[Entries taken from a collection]
━━━

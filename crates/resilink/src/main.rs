//! resilink - command-line client for the resilience layer.
//!
//! Issues HTTP calls through the retrying, caching pipeline and listens on
//! (or sends to) the managed WebSocket.

use std::collections::BTreeMap;
use std::path::{Path, PathBuf};
use std::sync::Arc;
use std::time::Duration;

use anyhow::{Context, bail};
use clap::{Parser, Subcommand};
use resilink::cache::{FileStorage, MemoryStorage, Storage};
use resilink::http::{ReqwestTransport, RequestOptions};
use resilink::socket::{EventKind, TungsteniteFactory};
use resilink::{
    ApiClient, ConnectionManager, Envelope, IdentityProvider, OutboundFrame, ResilinkConfig,
    StaticIdentity, handler,
};
use serde_json::Value;
use tokio::sync::Notify;
use tracing::{info, warn};
use tracing_subscriber::{EnvFilter, fmt, prelude::*};

#[derive(Parser)]
#[command(name = "resilink")]
#[command(about = "Resilient HTTP and WebSocket client")]
#[command(version)]
struct Cli {
    /// Path to config file
    #[arg(short, long, global = true, env = "RESILINK_CONFIG")]
    config: Option<PathBuf>,

    #[command(subcommand)]
    command: Commands,
}

#[derive(Subcommand)]
enum Commands {
    /// GET an endpoint
    Get {
        /// Endpoint path, e.g. /items
        endpoint: String,

        /// Query parameter as key=value (repeatable)
        #[arg(short, long = "param", value_parser = parse_param)]
        params: Vec<(String, String)>,

        /// Bypass the response cache
        #[arg(long)]
        no_cache: bool,
    },

    /// POST a JSON body to an endpoint
    Post {
        /// Endpoint path
        endpoint: String,

        /// JSON body
        #[arg(short, long, default_value = "{}")]
        body: String,
    },

    /// Check backend health
    Health,

    /// Connect to the WebSocket and print events
    Listen {
        /// User identity to authenticate with
        #[arg(long, env = "RESILINK_USER_ID")]
        user_id: Option<String>,

        /// Stop after this many seconds (default: until Ctrl-C)
        #[arg(long)]
        duration: Option<u64>,
    },

    /// Send one frame over the WebSocket
    Send {
        /// Frame type
        kind: String,

        /// JSON payload merged into the frame
        #[arg(short, long, default_value = "{}")]
        payload: String,

        /// User identity to authenticate with
        #[arg(long, env = "RESILINK_USER_ID")]
        user_id: Option<String>,

        /// Seconds to wait for the connection
        #[arg(long, default_value_t = 10)]
        wait: u64,
    },

    /// Remove cached responses
    CacheClear {
        /// Only remove entries whose key contains this text
        #[arg(long)]
        pattern: Option<String>,
    },

    /// Generate a sample config file
    InitConfig {
        /// Path to write config
        #[arg(short, long)]
        output: Option<PathBuf>,

        /// Overwrite an existing file
        #[arg(long)]
        force: bool,
    },
}

fn parse_param(raw: &str) -> Result<(String, String), String> {
    raw.split_once('=')
        .map(|(k, v)| (k.to_string(), v.to_string()))
        .ok_or_else(|| format!("expected key=value, got '{raw}'"))
}

fn default_config_path() -> Option<PathBuf> {
    dirs::config_dir().map(|d| d.join("resilink").join("config.toml"))
}

fn load_config(explicit: Option<&Path>) -> anyhow::Result<ResilinkConfig> {
    let mut config = match explicit {
        Some(path) => ResilinkConfig::from_file(path)?,
        None => match default_config_path().filter(|p| p.exists()) {
            Some(path) => ResilinkConfig::from_file(&path)?,
            None => ResilinkConfig::default(),
        },
    };
    config.apply_overrides(|key| std::env::var(key).ok())?;
    Ok(config)
}

fn open_storage(config: &ResilinkConfig) -> Arc<dyn Storage> {
    let Some(dir) = config.cache.resolve_dir() else {
        warn!("no cache directory available, using in-memory cache");
        return Arc::new(MemoryStorage::new());
    };
    match FileStorage::open(&dir) {
        Ok(storage) => Arc::new(storage),
        Err(e) => {
            warn!(dir = %dir.display(), error = %e, "cache directory unusable, using in-memory cache");
            Arc::new(MemoryStorage::new())
        }
    }
}

fn build_api(config: &ResilinkConfig, identity: Arc<StaticIdentity>) -> anyhow::Result<ApiClient> {
    let transport = ReqwestTransport::new(config.http.timeout())
        .map_err(|e| resilink::ResilinkError::TransportSetup(e.to_string()))?;
    Ok(resilink::api_client(
        config,
        Arc::new(transport),
        identity,
        open_storage(config),
    )?)
}

fn print_envelope(envelope: &Envelope) -> anyhow::Result<()> {
    println!("{}", serde_json::to_string_pretty(envelope)?);
    if !envelope.is_success() {
        bail!("request failed");
    }
    Ok(())
}

#[tokio::main]
async fn main() -> anyhow::Result<()> {
    tracing_subscriber::registry()
        .with(fmt::layer().with_writer(std::io::stderr))
        .with(EnvFilter::from_default_env().add_directive("resilink=info".parse()?))
        .init();

    let cli = Cli::parse();

    if let Commands::InitConfig { output, force } = &cli.command {
        return init_config(output.clone(), *force);
    }

    let config = load_config(cli.config.as_deref())?;
    let identity = Arc::new(StaticIdentity::from_lookup(|key| std::env::var(key).ok()));

    match cli.command {
        Commands::Get {
            endpoint,
            params,
            no_cache,
        } => {
            let api = build_api(&config, identity)?;
            let params: BTreeMap<String, String> = params.into_iter().collect();
            let options = if no_cache {
                RequestOptions::uncached()
            } else {
                RequestOptions::default()
            };
            print_envelope(&api.get(&endpoint, &params, options).await?)?;
        }

        Commands::Post { endpoint, body } => {
            let api = build_api(&config, identity)?;
            let body: Value = serde_json::from_str(&body).context("--body is not valid JSON")?;
            print_envelope(&api.post(&endpoint, body, RequestOptions::default()).await?)?;
        }

        Commands::Health => {
            let api = build_api(&config, identity)?;
            print_envelope(&api.health_check().await?)?;
        }

        Commands::Listen { user_id, duration } => {
            let user_id = user_id.or_else(|| identity.current_user_id());
            listen(&config, user_id, duration).await?;
        }

        Commands::Send {
            kind,
            payload,
            user_id,
            wait,
        } => {
            let payload: Value =
                serde_json::from_str(&payload).context("--payload is not valid JSON")?;
            let frame = OutboundFrame::custom(kind, payload)?;
            let user_id = user_id.or_else(|| identity.current_user_id());
            send_once(&config, user_id, frame, Duration::from_secs(wait)).await?;
        }

        Commands::CacheClear { pattern } => {
            let api = build_api(&config, identity)?;
            let removed = api.clear_cache(pattern.as_deref());
            println!("removed {removed} cached responses");
        }

        Commands::InitConfig { .. } => {}
    }

    Ok(())
}

fn manager(config: &ResilinkConfig, user_id: Option<String>) -> ConnectionManager {
    resilink::connection_manager(config, Arc::new(TungsteniteFactory::default()), user_id)
}

async fn listen(
    config: &ResilinkConfig,
    user_id: Option<String>,
    duration: Option<u64>,
) -> anyhow::Result<()> {
    let manager = manager(config, user_id);
    let gave_up = Arc::new(Notify::new());

    for kind in EventKind::ALL {
        manager.on(
            kind,
            handler(move |payload| println!("{kind}\t{payload}")),
        );
    }
    {
        let gave_up = Arc::clone(&gave_up);
        manager.on(
            EventKind::MaxReconnectsReached,
            handler(move |_| gave_up.notify_one()),
        );
    }

    info!(url = %config.socket.url, "listening");
    manager.connect();

    let deadline = async {
        match duration {
            Some(secs) => tokio::time::sleep(Duration::from_secs(secs)).await,
            None => std::future::pending().await,
        }
    };

    tokio::select! {
        _ = tokio::signal::ctrl_c() => info!("interrupted"),
        () = deadline => info!("duration elapsed"),
        () = gave_up.notified() => warn!("giving up after repeated reconnect failures"),
    }

    if tokio::time::timeout(Duration::from_secs(5), manager.shutdown()).await.is_err() {
        warn!("socket did not finish closing");
    }
    Ok(())
}

async fn send_once(
    config: &ResilinkConfig,
    user_id: Option<String>,
    frame: OutboundFrame,
    wait: Duration,
) -> anyhow::Result<()> {
    let manager = manager(config, user_id);
    let connected = Arc::new(Notify::new());
    {
        let connected = Arc::clone(&connected);
        manager.on(
            EventKind::Connected,
            handler(move |_| connected.notify_one()),
        );
    }

    // Queued until the socket opens, then flushed first.
    manager.send(frame);
    manager.connect();

    let opened = tokio::time::timeout(wait, connected.notified()).await.is_ok();
    let status = manager.status();
    if tokio::time::timeout(wait, manager.shutdown()).await.is_err() {
        warn!(wait_secs = wait.as_secs(), "socket did not finish closing");
    }

    if !opened {
        bail!(
            "could not connect to {} within {}s (state: {})",
            config.socket.url,
            wait.as_secs(),
            status.state
        );
    }
    println!("sent");
    Ok(())
}

fn init_config(output: Option<PathBuf>, force: bool) -> anyhow::Result<()> {
    let path = output
        .or_else(default_config_path)
        .context("no config directory available; pass --output")?;

    if path.exists() && !force {
        bail!("{} already exists (use --force to overwrite)", path.display());
    }
    if let Some(parent) = path.parent() {
        std::fs::create_dir_all(parent)?;
    }

    std::fs::write(&path, ResilinkConfig::default().to_toml()?)?;
    println!("Config written to: {}", path.display());
    Ok(())
}
//! Connection events and status snapshots.

use std::fmt;
use std::str::FromStr;
use std::time::Duration;

use chrono::{SecondsFormat, Utc};
use resilink_proto::kinds;
use serde::Serialize;
use serde_json::{Value, json};

use super::state::ConnectionState;

/// Events subscribers can register for.
#[derive(Debug, Clone, Copy, PartialEq, Eq, Hash)]
pub enum EventKind {
    /// Socket opened.
    Connected,
    /// Socket closed, for any reason.
    Disconnected,
    /// A reconnect was scheduled.
    Reconnecting,
    /// Socket fault or server `error` frame.
    Error,
    /// Reconnect attempts exhausted.
    MaxReconnectsReached,
    /// Server `usage_update` frame.
    UsageUpdate,
    /// Server `system_status` frame.
    SystemStatus,
    /// Server `content_library_update` frame.
    ContentLibraryUpdate,
    /// Server `notification` frame.
    Notification,
    /// Server `heartbeat_response` frame.
    HeartbeatResponse,
    /// Any frame without a dedicated kind.
    Message,
}

impl EventKind {
    /// Every kind.
    pub const ALL: [Self; 11] = [
        Self::Connected,
        Self::Disconnected,
        Self::Reconnecting,
        Self::Error,
        Self::MaxReconnectsReached,
        Self::UsageUpdate,
        Self::SystemStatus,
        Self::ContentLibraryUpdate,
        Self::Notification,
        Self::HeartbeatResponse,
        Self::Message,
    ];

    /// Event name on the bus.
    #[must_use]
    pub const fn as_str(self) -> &'static str {
        match self {
            Self::Connected => "connected",
            Self::Disconnected => "disconnected",
            Self::Reconnecting => "reconnecting",
            Self::Error => kinds::ERROR,
            Self::MaxReconnectsReached => "max_reconnects_reached",
            Self::UsageUpdate => kinds::USAGE_UPDATE,
            Self::SystemStatus => kinds::SYSTEM_STATUS,
            Self::ContentLibraryUpdate => kinds::CONTENT_LIBRARY_UPDATE,
            Self::Notification => kinds::NOTIFICATION,
            Self::HeartbeatResponse => kinds::HEARTBEAT_RESPONSE,
            Self::Message => kinds::MESSAGE,
        }
    }
}

impl fmt::Display for EventKind {
    fn fmt(&self, f: &mut fmt::Formatter<'_>) -> fmt::Result {
        f.write_str(self.as_str())
    }
}

impl FromStr for EventKind {
    type Err = String;

    fn from_str(s: &str) -> Result<Self, Self::Err> {
        Self::ALL
            .into_iter()
            .find(|kind| kind.as_str() == s)
            .ok_or_else(|| format!("unknown event kind '{s}'"))
    }
}

fn timestamp() -> String {
    Utc::now().to_rfc3339_opts(SecondsFormat::Millis, true)
}

pub(crate) fn connected() -> Value {
    json!({ "timestamp": timestamp() })
}

pub(crate) fn disconnected(code: u16, reason: &str) -> Value {
    json!({ "code": code, "reason": reason, "timestamp": timestamp() })
}

pub(crate) fn reconnecting(attempt: u32, delay: Duration) -> Value {
    json!({ "attempt": attempt, "delayMs": delay.as_millis() as u64 })
}

pub(crate) fn error(message: &str) -> Value {
    json!({ "message": message })
}

pub(crate) fn max_reconnects_reached(attempts: u32) -> Value {
    json!({ "attempts": attempts })
}

/// Snapshot of the connection manager.
#[derive(Debug, Clone, PartialEq, Eq, Serialize)]
pub struct ConnectionStatus {
    /// Current state.
    pub state: ConnectionState,
    /// Reconnects made since the last successful open.
    pub reconnect_attempts: u32,
    /// Reconnect limit.
    pub max_reconnect_attempts: u32,
    /// Frames waiting for a connection.
    pub queued_messages: usize,
    /// Identity sent on connect.
    pub user_id: Option<String>,
}

impl ConnectionStatus {
    /// Whether the socket is open.
    #[must_use]
    pub fn is_connected(&self) -> bool {
        self.state == ConnectionState::Connected
    }
}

━━━

WORK REQUIRED: Return all lines above that mention the word "ConnectionStatus".

ANSWER:
pub struct ConnectionStatus {
impl ConnectionStatus {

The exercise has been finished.